My habit is to keep an open mind about matters, and to consider new information as it is available. But as Dewey once said (I think it was Dewey): keeping an open mind is having a welcome mat at your front door; it is not leaving the door open with the sign, "come on in". Reading the Singer- McMahan op ed, and the legal claims it put forward, has not changed the substance of my view, though since I am not a lawyer, I can't evaluate the legal basis for the appeal, or whether the court committed a legal error in disallowing the video or other matters. However, the science is clear: facilitated communication is neither reliable or effective in giving voice to the mute.

But as I wrote some time ago, suppose facilitated communication in fact did allow DJ to express himself.

But suppose counterfactually that DJ really was communicating and did in fact express his desire and willingness to become sexually intimate with Stubblefield. This supposition would not erase significant moral concerns, which I turn to next.

On our counterfactual scenario, DJ, while an adult in years, has been socially isolated through his inability to speak or interact with others in a variety of venues. He has lived with his family his whole life, and  has had limited contact with life outside his very limited circle of household, school, day program, church. He has never been able to choose where to go, whether to go, what to read or watch on tv, with whom to interact. He has things to say but no one to say them to. Now, on our counterfactual scenario, suddenly he can communicate, with the facilitation of Stubblefield. Of course, he would fall madly in love with her. She is his liberator. This would be a predictable form of transference. Stubblefield, but not DJ, would be in a position to recognize this. She, not DJ, would be in the position to see that there is a gross power imbalance between them, that she has the power conferred by her experience, knowledge of the world, and her role in DJ's life; DJ, however, is like a person newly liberated from a locked room, only now beginning to navigate the world, and just as vulnerable. To commence a sexual relationship at this time, even if DJ expressed his desire to, is to exploit his vulnerability, his lack of perspective and patience gained from experience to assess his own desires and choose which to act on.
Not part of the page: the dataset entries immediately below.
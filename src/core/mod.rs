//! Core ticket logic - framework-agnostic store, statistics and rendering.

/// Dashboard snapshot and display helpers
pub mod dashboard;
/// Ticket desk service pairing the store and the aggregator
pub mod desk;
/// Statistics aggregator and its stored document
pub mod stats;
/// Ticket store operations
pub mod ticket;
/// Plain-text transcripts
pub mod transcript;
//! Ticket desk - the store and the statistics aggregator behind one write guard.
//!
//! Every mutating operation holds [`TicketDesk`]'s mutex and runs in a single
//! database transaction that writes the ticket row and the statistics document
//! together, so either both changes are committed or neither is. Reads go
//! straight to the database without taking the guard.

use crate::{
    config::database,
    core::{
        dashboard::DashboardStats,
        stats::{self, TicketStats},
        ticket::{self as store, NewTicket},
    },
    entities::ticket,
    errors::{Error, Result},
};
use chrono::{DateTime, Utc};
use sea_orm::{DatabaseConnection, TransactionTrait};
use tokio::sync::Mutex;
use tracing::{info, warn};

const DEFAULT_RECENT_TICKETS: usize = 10;

/// What a close request did.
#[derive(Debug, Clone, PartialEq, Eq)]
pub enum CloseOutcome {
    /// The ticket was open or claimed and is now closed
    Closed(ticket::Model),
    /// The ticket was closed before; nothing changed
    AlreadyClosed(ticket::Model),
}

impl CloseOutcome {
    /// The stored ticket, whichever way the close went.
    #[must_use]
    pub fn into_ticket(self) -> ticket::Model {
        match self {
            Self::Closed(ticket) | Self::AlreadyClosed(ticket) => ticket,
        }
    }
}

/// Owns the database connection and serializes all ticket mutations.
#[derive(Debug)]
pub struct TicketDesk {
    db: DatabaseConnection,
    write_lock: Mutex<()>,
    recent_ticket_count: usize,
}

impl TicketDesk {
    /// Wraps an already prepared database connection.
    #[must_use]
    pub fn new(db: DatabaseConnection) -> Self {
        Self {
            db,
            write_lock: Mutex::new(()),
            recent_ticket_count: DEFAULT_RECENT_TICKETS,
        }
    }

    /// Creates the tables if needed and makes sure a readable statistics
    /// document exists, rebuilding it from the ticket log when it is missing
    /// or corrupt.
    pub async fn initialize(db: DatabaseConnection) -> Result<Self> {
        database::create_tables(&db).await?;
        let desk = Self::new(db);

        let (stats, rebuilt) = stats::load_or_rebuild(&desk.db).await?;
        if rebuilt {
            stats::save_stats(&desk.db, &stats).await?;
            info!(
                total_tickets = stats.total_tickets,
                "Statistics document initialized from ticket log"
            );
        }

        Ok(desk)
    }

    /// Sets how many recent tickets a snapshot carries.
    #[must_use]
    pub const fn with_recent_ticket_count(mut self, count: usize) -> Self {
        self.recent_ticket_count = count;
        self
    }

    /// The underlying database connection.
    #[must_use]
    pub const fn connection(&self) -> &DatabaseConnection {
        &self.db
    }

    /// Opens a new ticket and counts it in the statistics.
    pub async fn create_ticket(&self, new: NewTicket) -> Result<ticket::Model> {
        let _guard = self.write_lock.lock().await;
        let txn = self.db.begin().await?;

        let (mut stats, rebuilt) = stats::load_or_rebuild(&txn).await?;
        let ticket = store::insert_ticket(&txn, new, Utc::now()).await?;
        stats.on_ticket_created(&ticket);
        stats::save_stats(&txn, &stats).await?;

        txn.commit().await?;

        if rebuilt {
            warn!("Statistics document was rebuilt while creating a ticket");
        }
        info!(
            ticket_id = %ticket.id,
            requester = %ticket.requester_id,
            category = %ticket.category,
            "Ticket created"
        );
        Ok(ticket)
    }

    /// Records a staff member as the handler of a ticket. Repeated claims
    /// replace the previous claimer.
    ///
    /// # Errors
    /// * [`Error::TicketNotFound`] - no ticket with this id
    /// * [`Error::TicketClosed`] - the ticket is already closed
    pub async fn claim_ticket(
        &self,
        ticket_id: &str,
        staff_id: &str,
        staff_name: &str,
    ) -> Result<ticket::Model> {
        let _guard = self.write_lock.lock().await;
        let txn = self.db.begin().await?;

        let ticket = store::get_by_id(&txn, ticket_id)
            .await?
            .ok_or_else(|| Error::TicketNotFound {
                id: ticket_id.to_string(),
            })?;
        let ticket = store::set_claimed(&txn, ticket, staff_id, staff_name, Utc::now()).await?;

        txn.commit().await?;

        info!(ticket_id = %ticket.id, staff = %staff_id, "Ticket claimed");
        Ok(ticket)
    }

    /// Closes a ticket with an optional 1-5 rating and feedback.
    ///
    /// Closing a ticket that is already closed returns the stored record
    /// unchanged and leaves the statistics alone.
    ///
    /// # Errors
    /// * [`Error::InvalidRating`] - rating outside 1-5
    /// * [`Error::TicketNotFound`] - no ticket with this id
    pub async fn close_ticket(
        &self,
        ticket_id: &str,
        closed_by: &str,
        rating: Option<i32>,
        feedback: Option<String>,
    ) -> Result<ticket::Model> {
        self.try_close_ticket(ticket_id, closed_by, rating, feedback)
            .await
            .map(CloseOutcome::into_ticket)
    }

    /// Like [`TicketDesk::close_ticket`], but tells whether this call closed
    /// the ticket or found it already closed. In the latter case the given
    /// rating and feedback were not recorded.
    ///
    /// # Errors
    /// * [`Error::InvalidRating`] - rating outside 1-5
    /// * [`Error::TicketNotFound`] - no ticket with this id
    pub async fn try_close_ticket(
        &self,
        ticket_id: &str,
        closed_by: &str,
        rating: Option<i32>,
        feedback: Option<String>,
    ) -> Result<CloseOutcome> {
        let rating = rating.map(store::validate_rating).transpose()?;

        let _guard = self.write_lock.lock().await;
        let txn = self.db.begin().await?;

        let ticket = store::get_by_id(&txn, ticket_id)
            .await?
            .ok_or_else(|| Error::TicketNotFound {
                id: ticket_id.to_string(),
            })?;

        if ticket.is_closed() {
            info!(ticket_id = %ticket.id, "Ticket already closed, nothing to do");
            return Ok(CloseOutcome::AlreadyClosed(ticket));
        }

        let (mut stats, rebuilt) = stats::load_or_rebuild(&txn).await?;
        let ticket =
            store::set_closed(&txn, ticket, closed_by, rating, feedback, Utc::now()).await?;
        stats.on_ticket_closed(&ticket);
        stats::save_stats(&txn, &stats).await?;

        txn.commit().await?;

        if rebuilt {
            warn!("Statistics document was rebuilt while closing a ticket");
        }
        info!(
            ticket_id = %ticket.id,
            closed_by = %closed_by,
            rating = ?ticket.rating,
            "Ticket closed"
        );
        Ok(CloseOutcome::Closed(ticket))
    }

    /// Every ticket in insertion order.
    pub async fn get_all(&self) -> Result<Vec<ticket::Model>> {
        store::get_all(&self.db).await
    }

    /// Looks up a ticket by id.
    pub async fn get_by_id(&self, ticket_id: &str) -> Result<Option<ticket::Model>> {
        store::get_by_id(&self.db, ticket_id).await
    }

    /// All tickets opened by a requester.
    pub async fn get_by_requester(&self, requester_id: &str) -> Result<Vec<ticket::Model>> {
        store::get_by_requester(&self.db, requester_id).await
    }

    /// The ticket backed by a Discord channel.
    pub async fn get_by_channel(&self, channel_id: &str) -> Result<Option<ticket::Model>> {
        store::get_by_channel(&self.db, channel_id).await
    }

    /// The requester's ticket that is still open or claimed.
    pub async fn open_ticket_for(&self, requester_id: &str) -> Result<Option<ticket::Model>> {
        store::open_ticket_for(&self.db, requester_id).await
    }

    /// The current statistics document, rebuilt in memory if unreadable.
    pub async fn stats(&self) -> Result<TicketStats> {
        stats::load_or_rebuild(&self.db)
            .await
            .map(|(stats, _)| stats)
    }

    /// Dashboard snapshot as of now.
    pub async fn snapshot(&self) -> Result<DashboardStats> {
        self.snapshot_at(Utc::now()).await
    }

    /// Dashboard snapshot as of `now`.
    pub async fn snapshot_at(&self, now: DateTime<Utc>) -> Result<DashboardStats> {
        let stats = self.stats().await?;
        let tickets = store::get_all(&self.db).await?;
        Ok(DashboardStats::compute(
            &stats,
            &tickets,
            now,
            self.recent_ticket_count,
        ))
    }

    /// Recomputes the statistics document from the full ticket log and
    /// stores it.
    pub async fn rebuild_stats(&self) -> Result<TicketStats> {
        let _guard = self.write_lock.lock().await;
        let txn = self.db.begin().await?;

        let tickets = store::get_all(&txn).await?;
        let stats = TicketStats::rebuild(&tickets);
        stats::save_stats(&txn, &stats).await?;

        txn.commit().await?;

        info!(
            total_tickets = stats.total_tickets,
            closed_tickets = stats.closed_tickets,
            "Statistics document rebuilt"
        );
        Ok(stats)
    }
}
Stubblefield, a philosopher and disability rights activist, should have been hyper-acutely aware of how their relative positions would make an equal sexual relationship between them impossible.

Worse, as his primary facilitator, Stubblefield should have been aware of the responsibilities of that position. The relationship between facilitator and communicator is of necessity quite intimate, and for that reason, it is even more important to avoid sexualizing it, especially when the voice of the communicator is just emerging. Eroticizing the relationship makes it more emotionally labile and unstable, endangering this hard-won voice.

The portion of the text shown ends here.